Similar sentiments were shared by Movelle Jordan, who not only suggested that the church needed a revival, but someone “from among the youth” to breathe new life into the local Anglican faith.
“The Anglican Church need a bit of reviving . . . and to bring somebody more youthful from among the youth and encourage them to come back to church. And I think they are looking for someone to rejuvenate the Anglican Church, to bring new life and new ideas. I think that is what is needed at the moment in the Anglican Church,” Jordan contended.
She was supported by Margaret King, who would “like to see someone who is young that can bring in the young people into the church cause the young people right now, they are not coming especially in the Anglican churches in Bridgetown”.
“When I was growing up, they had a lot of young people in the church but now they are gone.

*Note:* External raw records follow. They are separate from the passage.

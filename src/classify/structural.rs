//! Generic structural scorer.
//!
//! The open-ended fallback for banners no other heuristic recognizes:
//! every overlay candidate that has the shape and wording of a banner gets
//! a weighted score built from keyword density, control count, recognized
//! button wording, size, positioning, and preference checkboxes. Readable
//! same-origin iframes compete as candidates of their own. Candidates
//! below the admission floor are discarded.

use crate::dom::Position;
use crate::overlay::find_overlays;

use super::{
    Classifier, ClassifierKind, Detection, DetectionContext, confidence, frames, support,
};

/// Keyword density contribution, capped.
const KEYWORD_WEIGHT: f32 = 0.05;
const KEYWORD_MAX: f32 = 0.15;
/// Control-count contributions; a visible accept/reject pair is the
/// typical banner signature and earns the larger bonus.
const SINGLE_CONTROL_BONUS: f32 = 0.05;
const CONTROL_PAIR_BONUS: f32 = 0.15;
/// Recognized accept/reject wording per control, capped.
const BUTTON_TEXT_WEIGHT: f32 = 0.05;
const BUTTON_TEXT_MAX: f32 = 0.10;
/// Comfortable-size and pinned-position bonuses.
const SIZE_BONUS: f32 = 0.05;
const SIZE_BONUS_WIDTH: f64 = 300.0;
const SIZE_BONUS_HEIGHT: f64 = 80.0;
const PINNED_BONUS: f32 = 0.10;
const CHECKBOX_BONUS: f32 = 0.05;

pub struct StructuralScorer;

impl Classifier for StructuralScorer {
    fn kind(&self) -> ClassifierKind {
        ClassifierKind::Generic
    }

    fn classify(&self, ctx: &DetectionContext<'_>) -> Option<Detection> {
        let mut best: Option<Detection> = None;

        for overlay in find_overlays(ctx.snapshot) {
            if !support::looks_like_banner(ctx.snapshot, overlay) {
                continue;
            }
            let Some(hits) = support::consent_content(ctx, overlay) else {
                continue;
            };

            let node = ctx.snapshot.node(overlay);
            let controls = support::actionable_controls(ctx.snapshot, overlay);

            let mut score = confidence::GENERIC_BASE;
            score += (hits.len() as f32 * KEYWORD_WEIGHT).min(KEYWORD_MAX);
            score += if controls.len() >= 2 {
                CONTROL_PAIR_BONUS
            } else {
                SINGLE_CONTROL_BONUS
            };

            let labeled = support::controls_matching_fragments(
                ctx.snapshot,
                &controls,
                ctx.patterns
                    .button_patterns
                    .accept_fragments()
                    .chain(ctx.patterns.button_patterns.reject_fragments()),
            );
            score += (labeled as f32 * BUTTON_TEXT_WEIGHT).min(BUTTON_TEXT_MAX);

            if node.rect.width >= SIZE_BONUS_WIDTH && node.rect.height >= SIZE_BONUS_HEIGHT {
                score += SIZE_BONUS;
            }
            if matches!(node.style.position, Position::Fixed | Position::Sticky) {
                score += PINNED_BONUS;
            }
            if support::has_preference_checkbox(ctx.snapshot, overlay) {
                score += CHECKBOX_BONUS;
            }
            let score = score.min(confidence::GENERIC_CAP);

            let candidate =
                Detection::new(ClassifierKind::Generic, overlay, score).with_keywords(hits);
            if best.as_ref().is_none_or(|b| candidate.confidence > b.confidence) {
                best = Some(candidate);
            }
        }

        // A readable iframe banner competes at its own fixed confidence.
        if let Some((banner, hits)) = frames::first_frame_banner(ctx) {
            let mut candidate = Detection::new(ClassifierKind::Generic, banner, confidence::IFRAME)
                .with_keywords(hits);
            candidate.in_iframe = true;
            if best.as_ref().is_none_or(|b| candidate.confidence > b.confidence) {
                best = Some(candidate);
            }
        }

        best.filter(|d| d.confidence >= confidence::GENERIC_FLOOR)
    }
}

So we need somebody who can bring them back . . . we know they can come back . . . so someone younger would be wonderful,” King said.
However, for elderly member Gloria Oxley, all that is needed is “a good Bishop” who “loves the Lord and one that loves the congregation and preach nice to the congregation”.
Today’s series of events began at 9 a.m. with a service celebrating of the Holy Eucharist at the Christ Church Parish Church, where the celebrant, Canon Isaacs, implored the clergy and laity who packed the historic church to focus on the plight of the poor, dispossessed and those living on the fringes of the society.
“When we engage in evangelism, we must have options for the poor, the dispossessed . . . those who are on the fringes of society,” Isaacs said, adding that the mission of the church was to bring hope to people through the spreading of the good news of the gospel of Christ.
He also told the congregation, which included the outgoing Bishop Dr John Holder, that evangelism was an obligation, not an option.
The 91-member House of Clergy is made up of all the priests from the Anglican churches in Barbados, while the 84-member House of Laity is made up of two representatives of Synod from each of the Anglican churches.